---------- Supplied entries

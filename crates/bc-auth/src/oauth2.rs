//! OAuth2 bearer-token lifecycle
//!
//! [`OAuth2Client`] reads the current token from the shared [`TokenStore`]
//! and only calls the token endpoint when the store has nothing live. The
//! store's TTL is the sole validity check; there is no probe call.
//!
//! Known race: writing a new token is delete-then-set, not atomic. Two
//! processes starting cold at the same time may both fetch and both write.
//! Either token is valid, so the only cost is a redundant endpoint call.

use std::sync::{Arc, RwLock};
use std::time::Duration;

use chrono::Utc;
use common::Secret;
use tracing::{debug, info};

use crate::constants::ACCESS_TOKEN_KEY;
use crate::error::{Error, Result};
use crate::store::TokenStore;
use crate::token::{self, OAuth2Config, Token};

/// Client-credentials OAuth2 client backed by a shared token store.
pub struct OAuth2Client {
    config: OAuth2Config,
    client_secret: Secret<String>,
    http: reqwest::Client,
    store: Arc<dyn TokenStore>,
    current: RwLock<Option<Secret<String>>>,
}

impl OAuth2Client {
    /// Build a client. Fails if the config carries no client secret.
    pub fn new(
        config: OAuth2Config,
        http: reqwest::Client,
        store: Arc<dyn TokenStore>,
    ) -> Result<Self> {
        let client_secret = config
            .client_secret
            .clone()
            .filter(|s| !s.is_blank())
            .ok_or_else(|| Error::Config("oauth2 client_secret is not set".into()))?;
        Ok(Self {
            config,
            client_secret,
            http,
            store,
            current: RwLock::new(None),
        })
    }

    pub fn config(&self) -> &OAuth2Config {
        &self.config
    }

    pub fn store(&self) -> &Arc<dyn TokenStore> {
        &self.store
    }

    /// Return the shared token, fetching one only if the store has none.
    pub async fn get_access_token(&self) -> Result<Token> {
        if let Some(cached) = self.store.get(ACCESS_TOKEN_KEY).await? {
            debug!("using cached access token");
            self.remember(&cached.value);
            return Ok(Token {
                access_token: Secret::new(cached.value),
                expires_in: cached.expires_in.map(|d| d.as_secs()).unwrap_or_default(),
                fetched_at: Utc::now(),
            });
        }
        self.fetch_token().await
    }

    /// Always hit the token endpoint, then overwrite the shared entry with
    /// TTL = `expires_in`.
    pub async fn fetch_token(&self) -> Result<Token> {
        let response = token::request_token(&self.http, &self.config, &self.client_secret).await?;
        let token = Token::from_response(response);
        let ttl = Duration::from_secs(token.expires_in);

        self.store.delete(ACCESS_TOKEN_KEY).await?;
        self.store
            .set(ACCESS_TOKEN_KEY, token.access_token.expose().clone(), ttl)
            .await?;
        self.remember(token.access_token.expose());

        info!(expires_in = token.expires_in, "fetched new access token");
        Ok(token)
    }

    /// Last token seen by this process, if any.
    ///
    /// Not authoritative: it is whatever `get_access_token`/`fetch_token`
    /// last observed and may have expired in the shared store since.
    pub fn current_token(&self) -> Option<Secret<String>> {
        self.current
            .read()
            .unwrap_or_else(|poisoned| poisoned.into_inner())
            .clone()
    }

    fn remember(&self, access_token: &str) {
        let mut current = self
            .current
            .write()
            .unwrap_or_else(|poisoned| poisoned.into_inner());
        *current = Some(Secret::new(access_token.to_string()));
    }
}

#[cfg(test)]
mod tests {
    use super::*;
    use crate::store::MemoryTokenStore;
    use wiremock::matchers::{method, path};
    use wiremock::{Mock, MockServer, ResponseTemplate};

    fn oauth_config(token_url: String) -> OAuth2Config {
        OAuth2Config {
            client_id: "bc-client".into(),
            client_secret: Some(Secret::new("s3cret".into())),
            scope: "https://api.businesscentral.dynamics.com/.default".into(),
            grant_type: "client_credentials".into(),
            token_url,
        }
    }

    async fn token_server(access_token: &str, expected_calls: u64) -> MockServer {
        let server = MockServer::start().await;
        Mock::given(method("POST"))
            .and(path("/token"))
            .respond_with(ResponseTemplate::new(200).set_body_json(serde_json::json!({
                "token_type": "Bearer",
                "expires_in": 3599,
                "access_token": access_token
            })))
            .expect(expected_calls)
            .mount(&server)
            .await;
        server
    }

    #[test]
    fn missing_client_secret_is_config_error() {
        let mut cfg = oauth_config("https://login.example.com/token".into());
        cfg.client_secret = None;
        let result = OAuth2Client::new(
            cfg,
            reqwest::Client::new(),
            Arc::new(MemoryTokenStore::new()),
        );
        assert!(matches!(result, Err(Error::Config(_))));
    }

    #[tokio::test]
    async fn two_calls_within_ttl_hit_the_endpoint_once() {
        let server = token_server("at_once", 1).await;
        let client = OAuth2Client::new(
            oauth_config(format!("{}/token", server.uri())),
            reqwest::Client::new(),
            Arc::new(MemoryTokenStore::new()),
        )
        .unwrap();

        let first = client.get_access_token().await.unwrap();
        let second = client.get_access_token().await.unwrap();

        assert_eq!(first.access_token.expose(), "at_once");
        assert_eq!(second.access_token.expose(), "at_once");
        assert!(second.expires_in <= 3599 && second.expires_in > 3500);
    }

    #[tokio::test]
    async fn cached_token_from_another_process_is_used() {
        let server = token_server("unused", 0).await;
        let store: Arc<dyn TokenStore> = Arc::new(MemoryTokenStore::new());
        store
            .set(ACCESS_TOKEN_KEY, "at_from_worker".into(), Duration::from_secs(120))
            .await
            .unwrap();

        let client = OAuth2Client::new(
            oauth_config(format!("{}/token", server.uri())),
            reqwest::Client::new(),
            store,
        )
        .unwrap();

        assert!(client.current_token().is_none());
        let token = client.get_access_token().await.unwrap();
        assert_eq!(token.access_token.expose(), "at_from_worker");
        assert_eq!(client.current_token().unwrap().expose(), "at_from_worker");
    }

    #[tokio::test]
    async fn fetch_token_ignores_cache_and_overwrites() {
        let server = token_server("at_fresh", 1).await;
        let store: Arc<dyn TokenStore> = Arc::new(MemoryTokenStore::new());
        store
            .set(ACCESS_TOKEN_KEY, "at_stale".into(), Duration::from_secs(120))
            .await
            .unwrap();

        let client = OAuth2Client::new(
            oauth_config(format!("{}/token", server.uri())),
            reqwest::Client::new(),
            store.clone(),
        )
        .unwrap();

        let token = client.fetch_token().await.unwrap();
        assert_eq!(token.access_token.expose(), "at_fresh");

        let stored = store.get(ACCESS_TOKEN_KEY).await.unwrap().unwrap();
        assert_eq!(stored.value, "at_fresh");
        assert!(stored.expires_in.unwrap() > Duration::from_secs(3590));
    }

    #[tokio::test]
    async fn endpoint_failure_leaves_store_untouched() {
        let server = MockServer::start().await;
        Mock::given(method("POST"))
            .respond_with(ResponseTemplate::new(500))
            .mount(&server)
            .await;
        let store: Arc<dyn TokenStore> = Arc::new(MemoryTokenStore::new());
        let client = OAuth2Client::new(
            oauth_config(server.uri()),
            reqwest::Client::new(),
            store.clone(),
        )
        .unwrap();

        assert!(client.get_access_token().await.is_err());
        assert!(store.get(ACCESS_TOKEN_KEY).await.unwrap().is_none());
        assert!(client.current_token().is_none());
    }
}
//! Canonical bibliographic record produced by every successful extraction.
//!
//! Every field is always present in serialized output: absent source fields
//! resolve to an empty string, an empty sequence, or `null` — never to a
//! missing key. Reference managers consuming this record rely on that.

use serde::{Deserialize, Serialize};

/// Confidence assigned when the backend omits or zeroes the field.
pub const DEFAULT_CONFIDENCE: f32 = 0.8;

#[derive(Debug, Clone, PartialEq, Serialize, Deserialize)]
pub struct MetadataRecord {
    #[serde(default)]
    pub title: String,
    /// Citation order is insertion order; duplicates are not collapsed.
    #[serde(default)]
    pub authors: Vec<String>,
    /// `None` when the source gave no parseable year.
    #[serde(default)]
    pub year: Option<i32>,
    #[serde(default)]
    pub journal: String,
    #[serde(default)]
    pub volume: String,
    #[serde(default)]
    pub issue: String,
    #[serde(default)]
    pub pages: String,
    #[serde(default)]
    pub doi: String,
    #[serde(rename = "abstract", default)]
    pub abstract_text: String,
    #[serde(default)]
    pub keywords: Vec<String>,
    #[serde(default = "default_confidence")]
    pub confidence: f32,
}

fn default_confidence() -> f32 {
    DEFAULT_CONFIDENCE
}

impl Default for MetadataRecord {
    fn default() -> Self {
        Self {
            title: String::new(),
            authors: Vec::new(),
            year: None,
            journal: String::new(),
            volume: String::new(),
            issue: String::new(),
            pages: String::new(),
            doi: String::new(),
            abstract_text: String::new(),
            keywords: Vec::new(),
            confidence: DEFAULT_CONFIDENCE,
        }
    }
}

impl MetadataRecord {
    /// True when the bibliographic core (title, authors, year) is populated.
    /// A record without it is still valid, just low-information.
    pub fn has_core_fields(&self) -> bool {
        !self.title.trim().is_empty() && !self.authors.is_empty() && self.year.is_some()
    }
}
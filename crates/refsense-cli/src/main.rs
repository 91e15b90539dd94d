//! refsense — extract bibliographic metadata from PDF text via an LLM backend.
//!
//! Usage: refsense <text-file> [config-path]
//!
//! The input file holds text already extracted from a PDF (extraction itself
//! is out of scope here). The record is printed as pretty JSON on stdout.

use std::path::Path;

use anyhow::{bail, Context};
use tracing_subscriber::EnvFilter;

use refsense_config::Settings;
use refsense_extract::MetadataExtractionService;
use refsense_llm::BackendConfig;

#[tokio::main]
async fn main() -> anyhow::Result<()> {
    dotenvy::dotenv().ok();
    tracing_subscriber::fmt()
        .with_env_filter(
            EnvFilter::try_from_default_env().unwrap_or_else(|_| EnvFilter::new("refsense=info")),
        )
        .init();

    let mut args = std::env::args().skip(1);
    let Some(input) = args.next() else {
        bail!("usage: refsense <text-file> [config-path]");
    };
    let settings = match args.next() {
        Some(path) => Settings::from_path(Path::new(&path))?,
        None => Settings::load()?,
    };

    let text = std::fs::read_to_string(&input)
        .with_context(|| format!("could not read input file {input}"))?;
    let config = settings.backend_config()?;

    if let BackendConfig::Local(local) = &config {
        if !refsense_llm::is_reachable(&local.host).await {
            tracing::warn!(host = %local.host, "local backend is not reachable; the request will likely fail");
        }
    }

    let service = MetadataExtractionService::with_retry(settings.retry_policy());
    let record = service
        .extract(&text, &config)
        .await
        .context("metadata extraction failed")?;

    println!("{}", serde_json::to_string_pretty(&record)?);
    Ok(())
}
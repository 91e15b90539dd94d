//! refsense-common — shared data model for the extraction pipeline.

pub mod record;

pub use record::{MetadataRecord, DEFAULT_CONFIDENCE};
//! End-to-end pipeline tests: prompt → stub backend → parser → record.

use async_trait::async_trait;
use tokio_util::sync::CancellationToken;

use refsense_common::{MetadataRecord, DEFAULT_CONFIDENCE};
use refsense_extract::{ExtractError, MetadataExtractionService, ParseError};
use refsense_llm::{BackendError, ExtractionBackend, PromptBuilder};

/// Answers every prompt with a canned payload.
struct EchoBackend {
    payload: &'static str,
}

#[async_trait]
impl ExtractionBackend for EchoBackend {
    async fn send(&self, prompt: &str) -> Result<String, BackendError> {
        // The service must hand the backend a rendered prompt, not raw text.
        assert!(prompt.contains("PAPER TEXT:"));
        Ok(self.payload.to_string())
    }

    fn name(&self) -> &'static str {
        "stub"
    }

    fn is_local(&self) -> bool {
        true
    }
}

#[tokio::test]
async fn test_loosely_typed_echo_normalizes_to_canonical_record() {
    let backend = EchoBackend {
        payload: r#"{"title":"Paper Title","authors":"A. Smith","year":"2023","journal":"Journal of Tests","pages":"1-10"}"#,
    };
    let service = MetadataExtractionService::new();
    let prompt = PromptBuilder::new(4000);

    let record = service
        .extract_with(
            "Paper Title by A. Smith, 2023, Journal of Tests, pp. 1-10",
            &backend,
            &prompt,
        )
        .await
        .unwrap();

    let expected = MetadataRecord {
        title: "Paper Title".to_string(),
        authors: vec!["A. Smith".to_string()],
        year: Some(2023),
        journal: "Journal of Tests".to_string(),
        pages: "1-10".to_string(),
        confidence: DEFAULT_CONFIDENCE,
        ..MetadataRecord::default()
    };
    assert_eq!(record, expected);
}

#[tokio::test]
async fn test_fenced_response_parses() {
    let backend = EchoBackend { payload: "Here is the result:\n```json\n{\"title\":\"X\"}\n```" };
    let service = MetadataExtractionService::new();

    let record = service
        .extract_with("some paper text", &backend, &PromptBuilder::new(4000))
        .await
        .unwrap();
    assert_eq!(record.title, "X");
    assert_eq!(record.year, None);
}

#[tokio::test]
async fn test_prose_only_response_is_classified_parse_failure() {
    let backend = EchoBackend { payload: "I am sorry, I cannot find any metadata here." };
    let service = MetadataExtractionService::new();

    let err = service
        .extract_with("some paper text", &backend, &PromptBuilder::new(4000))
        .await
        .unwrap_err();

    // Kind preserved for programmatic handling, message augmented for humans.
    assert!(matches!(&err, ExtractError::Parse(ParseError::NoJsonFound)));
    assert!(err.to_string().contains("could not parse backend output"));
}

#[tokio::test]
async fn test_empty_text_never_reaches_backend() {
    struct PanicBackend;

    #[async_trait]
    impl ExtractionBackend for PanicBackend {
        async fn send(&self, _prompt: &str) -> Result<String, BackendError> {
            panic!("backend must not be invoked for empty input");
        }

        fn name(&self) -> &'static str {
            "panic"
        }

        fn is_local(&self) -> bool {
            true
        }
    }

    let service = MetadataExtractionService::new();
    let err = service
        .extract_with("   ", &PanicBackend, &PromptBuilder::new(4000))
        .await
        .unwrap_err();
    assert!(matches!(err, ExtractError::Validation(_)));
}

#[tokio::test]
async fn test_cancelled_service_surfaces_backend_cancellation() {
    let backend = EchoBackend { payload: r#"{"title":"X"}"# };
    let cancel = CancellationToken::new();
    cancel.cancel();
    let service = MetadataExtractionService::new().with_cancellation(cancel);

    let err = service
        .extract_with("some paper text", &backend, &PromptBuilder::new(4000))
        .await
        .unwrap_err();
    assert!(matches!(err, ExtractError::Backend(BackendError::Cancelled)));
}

--------------------

Would you please repeat exactly the lines above, starting at the line with "use refsense_llm::BackendConfig;" and stopping at the line with "let mut args = std::env::args().skip(1);", both included?

use refsense_llm::BackendConfig;

#[tokio::main]
async fn main() -> anyhow::Result<()> {
    dotenvy::dotenv().ok();
    tracing_subscriber::fmt()
        .with_env_filter(
            EnvFilter::try_from_default_env().unwrap_or_else(|_| EnvFilter::new("refsense=info")),
        )
        .init();

    let mut args = std::env::args().skip(1);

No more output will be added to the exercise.